Here are the steps to perform the F-test for variances:
Step 1: State the null and alternative hypotheses.
- Null hypothesis (H0): The variances of the two samples are equal.
- Alternative hypothesis (Ha): The variances of the two samples are not equal.
Step 2: Set the significance level (α).
- In this case, α is given as 0.05.
Step 3: Calculate the F-statistic.
- The F-statistic is calculated as the ratio of the larger sample variance to the smaller sample variance.
- F = S1^2 / S2^2, where S1^2 is the larger sample variance and S2^2 is the smaller sample variance.
Step 4: Determine the critical value.
- The critical value for the F-statistic is obtained from the F-distribution table.
- The degrees of freedom for the two samples are n1-1 and n2-1, where n1 and n2 are the sample sizes.
- In this case, both samples have the same size of 25, so the degrees of freedom are 24 for each sample.
- Based on the degrees of freedom and the significance level, find the critical value.
Step 5: Compare the calculated F-statistic with the critical value.
- If the calculated F-statistic is greater than the critical value, reject the null hypothesis and conclude that there is a difference in variances.

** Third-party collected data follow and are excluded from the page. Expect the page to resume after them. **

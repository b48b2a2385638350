use rusqlite::Connection;

use crate::error::Result;

/// In-memory cache of the distinct categories known to the mapping store.
/// Purely derived state: refreshed on demand, never persisted itself.
#[derive(Debug, Default)]
pub struct CategoryCatalog {
    options: Vec<String>,
}

impl CategoryCatalog {
    pub fn new() -> Self {
        Self::default()
    }

    /// Re-read the distinct category list and replace the option set.
    /// Must be called after any new category is learned and before the
    /// options are displayed or iterated.
    pub fn refresh(&mut self, conn: &Connection) -> Result<()> {
        let mut stmt = conn.prepare("SELECT DISTINCT category FROM category_map")?;
        let options: Vec<String> = stmt
            .query_map([], |row| row.get(0))?
            .collect::<std::result::Result<Vec<_>, _>>()?;
        self.options = options;
        Ok(())
    }

    pub fn options(&self) -> &[String] {
        &self.options
    }

    pub fn is_empty(&self) -> bool {
        self.options.is_empty()
    }

    /// Membership test. Refreshes first: callers must not assume repeated
    /// calls avoid re-querying storage.
    pub fn contains(&mut self, conn: &Connection, category: &str) -> Result<bool> {
        self.refresh(conn)?;
        Ok(self.options.iter().any(|c| c == category))
    }
}

#[cfg(test)]
mod tests {
    use super::*;
    use crate::db::{get_connection, init_db};

    fn test_db() -> (tempfile::TempDir, Connection) {
        let dir = tempfile::tempdir().unwrap();
        let conn = get_connection(&dir.path().join("test.db")).unwrap();
        init_db(&conn).unwrap();
        (dir, conn)
    }

    fn add_mapping(conn: &Connection, description: &str, category: &str) {
        conn.execute(
            "INSERT OR IGNORE INTO category_map (description, category) VALUES (?1, ?2)",
            rusqlite::params![description, category],
        )
        .unwrap();
    }

    #[test]
    fn test_refresh_dedupes_categories() {
        let (_dir, conn) = test_db();
        add_mapping(&conn, "TESCO", "Groceries");
        add_mapping(&conn, "SAINSBURYS", "Groceries");
        add_mapping(&conn, "NETFLIX", "Subscriptions");
        let mut catalog = CategoryCatalog::new();
        catalog.refresh(&conn).unwrap();
        assert_eq!(catalog.options().len(), 2);
        assert!(catalog.options().contains(&"Groceries".to_string()));
        assert!(catalog.options().contains(&"Subscriptions".to_string()));
    }

    #[test]
    fn test_contains_refreshes_first() {
        let (_dir, conn) = test_db();
        let mut catalog = CategoryCatalog::new();
        catalog.refresh(&conn).unwrap();
        assert!(catalog.is_empty());
        // Mapping added after the refresh is still visible through contains().
        add_mapping(&conn, "TESCO", "Groceries");
        assert!(catalog.contains(&conn, "Groceries").unwrap());
        assert!(!catalog.contains(&conn, "Unknown").unwrap());
    }

    #[test]
    fn test_empty_store_yields_empty_catalog() {
        let (_dir, conn) = test_db();
        let mut catalog = CategoryCatalog::new();
        catalog.refresh(&conn).unwrap();
        assert!(catalog.options().is_empty());
    }
}
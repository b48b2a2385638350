mod catalog;
mod cleaner;
mod cli;
mod db;
mod error;
mod fmt;
mod importer;
mod models;
mod report;
mod resolver;
mod settings;
mod store;

use clap::Parser;

use cli::{Cli, Commands};

fn main() {
    let cli = Cli::parse();

    let result = match cli.command {
        Commands::Init {
            data_dir,
            statement_dir,
        } => cli::init::run(data_dir, statement_dir),
        Commands::Import { file } => cli::import::run(&file),
        Commands::Categories => cli::categories::run(),
        Commands::Report {
            year,
            from_date,
            to_date,
            detail,
        } => cli::report::run(year, from_date, to_date, detail),
        Commands::Status => cli::status::run(),
    };

    if let Err(e) = result {
        eprintln!("Error: {e}");
        std::process::exit(1);
    }
}
use comfy_table::{Cell, Table};
use rusqlite::Connection;

use crate::db::get_connection;
use crate::error::Result;
use crate::settings::get_data_dir;

pub struct CategoryCount {
    pub category: String,
    pub mappings: i64,
}

pub fn run() -> Result<()> {
    let conn = get_connection(&get_data_dir().join("tally.db"))?;
    let counts = category_counts(&conn)?;

    if counts.is_empty() {
        println!("No categories learned yet. Import a statement first.");
        return Ok(());
    }

    let mut table = Table::new();
    table.set_header(vec!["Category", "Mapped descriptions"]);
    for row in counts {
        table.add_row(vec![Cell::new(row.category), Cell::new(row.mappings)]);
    }
    println!("Categories\n{table}");
    Ok(())
}

pub fn category_counts(conn: &Connection) -> Result<Vec<CategoryCount>> {
    let mut stmt = conn.prepare(
        "SELECT category, count(*) FROM category_map GROUP BY category ORDER BY category",
    )?;
    let rows = stmt
        .query_map([], |row| {
            Ok(CategoryCount {
                category: row.get(0)?,
                mappings: row.get(1)?,
            })
        })?
        .collect::<std::result::Result<Vec<_>, _>>()?;
    Ok(rows)
}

- If the calculated F-statistic is less than or equal to the critical value, do not reject the null hypothesis and conclude that there is no significant difference in variances.
Illustration of the decision rule:
- Draw an F-distribution curve with the critical values marked for the given significance level (α = 0.05) and the degrees of freedom for both samples.
- Shade the rejection region in the F-distribution curve based on the calculated F-statistic and the critical value.
Performing the calculations and comparing the F-statistic with the critical value will determine whether there is a difference in variances between the two samples.